#17グッモーニンからの衝撃
濃い霧と真っ黒なお空に鳴り響く雷の音のなか、私は目覚めた。
体はすっきりしていて、清々しい気分だ。
「あ。テラ!」
「ん?」
声がした方を見ると、深紫髪の少年_カノンが執事服を身にまとって立っていた。
「ぼくを守るとか言いながら、寝過ぎだよ。」
「どれくらい寝てたの?」
「3ヶ月ちょっとかな。ぼく、その間に簡単な家事なら覚えちゃったよ。」
3ヶ月…?!
寝すぎにも程があるな、それは。
なんだ?私は冬眠でもしてた訳か?
「誰から教わったの?それにその服…」
「ぼくもよくわかんないけど、なんか…この城からもらった…?」
城?!!
「壁から、うねうねが生えてきて…よく見たらそいつ、家事してて、眺めてたら、謎にこの服渡されてさ…なんとなくやって…今。」
私の部屋がある宮にそんな機能があったとは…
確かに、ちゃんと掃除してなかったのにいつも綺麗だったし、食事も誰も居ないはずなのに用意されてたよな…。

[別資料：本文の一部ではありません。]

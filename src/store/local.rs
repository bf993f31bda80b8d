//! JSON-file Record Store.
//!
//! The crate's analogue of the original product's browser local-storage
//! backend: one JSON document holding every owner's records, rewritten
//! atomically on each mutation. Realtime events are fanned out to
//! in-process subscribers the same way the memory store does it.

use std::collections::HashMap;
use std::path::{Path, PathBuf};

use async_trait::async_trait;
use chrono::Utc;
use parking_lot::RwLock;
use tracing::debug;

use super::hub::EventHub;
use crate::domain::{NewTrade, OwnerId, RecordId, TransactionRecord};
use crate::error::StoreError;
use crate::port::{RecordEvent, RecordStore, RecordStream};

type Tables = HashMap<OwnerId, Vec<TransactionRecord>>;

/// File-backed store for a single-process demo.
#[derive(Debug)]
pub struct JsonFileRecordStore {
    path: PathBuf,
    tables: RwLock<Tables>,
    hub: EventHub,
}

impl JsonFileRecordStore {
    /// Open a store at `path`, loading existing records if the file is
    /// present.
    pub fn open(path: impl Into<PathBuf>) -> Result<Self, StoreError> {
        let path = path.into();
        let tables = match std::fs::read_to_string(&path) {
            Ok(contents) => serde_json::from_str(&contents)?,
            Err(err) if err.kind() == std::io::ErrorKind::NotFound => Tables::default(),
            Err(err) => return Err(StoreError::Io(err)),
        };
        debug!(path = %path.display(), "opened json record store");
        Ok(Self {
            path,
            tables: RwLock::new(tables),
            hub: EventHub::default(),
        })
    }

    /// Path of the backing file.
    pub fn path(&self) -> &Path {
        &self.path
    }

    /// Serialize the tables and replace the backing file atomically
    /// (write to a sibling temp file, then rename over).
    fn persist(&self, tables: &Tables) -> Result<(), StoreError> {
        let json = serde_json::to_string_pretty(tables)?;
        let tmp = self.path.with_extension("tmp");
        std::fs::write(&tmp, json)?;
        std::fs::rename(&tmp, &self.path)?;
        Ok(())
    }
}

#[async_trait]
impl RecordStore for JsonFileRecordStore {
    async fn fetch_recent(
        &self,
        owner: &OwnerId,
        limit: usize,
    ) -> Result<Vec<TransactionRecord>, StoreError> {
        let tables = self.tables.read();
        let mut rows: Vec<_> = tables.get(owner).cloned().unwrap_or_default();
        rows.sort_by(|a, b| b.created_at.cmp(&a.created_at));
        rows.truncate(limit);
        Ok(rows)
    }

    async fn insert(&self, trade: NewTrade) -> Result<TransactionRecord, StoreError> {
        let record = TransactionRecord {
            id: RecordId::generate(),
            owner_id: trade.owner_id.clone(),
            kind: trade.kind,
            fiat_amount: trade.fiat_amount,
            token_amount: trade.token_amount,
            external_ref: trade.external_ref,
            created_at: Utc::now(),
        };
        {
            let mut tables = self.tables.write();
            tables
                .entry(trade.owner_id.clone())
                .or_default()
                .push(record.clone());
            self.persist(&tables)?;
        }
        self.hub
            .emit(&trade.owner_id, RecordEvent::Created(record.clone()));
        Ok(record)
    }

    async fn delete_all(&self, owner: &OwnerId) -> Result<u64, StoreError> {
        let removed = {
            let mut tables = self.tables.write();
            let removed = tables.remove(owner).unwrap_or_default();
            self.persist(&tables)?;
            removed
        };
        for record in &removed {
            self.hub
                .emit(owner, RecordEvent::Removed(record.id.clone()));
        }
        Ok(removed.len() as u64)
    }

    async fn subscribe(&self, owner: &OwnerId) -> Result<RecordStream, StoreError> {
        Ok(self.hub.subscribe(owner))
    }
}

ただ見えないところで誰かがやっているだけだと思っていたけどそんなのがいたのね。
そのうねうねから教わるってすごい子よ。カノン。
3ヶ月あれば子供の学習能力だし、それなりにはこなせるようになるんだろう。
それはそうとて、問題はこの執事服だ!
厳密には執事服じゃないんだろうけど、フリフリの白シャツと膝の出る短パン、それらをまとめるサスペンダー………良い…!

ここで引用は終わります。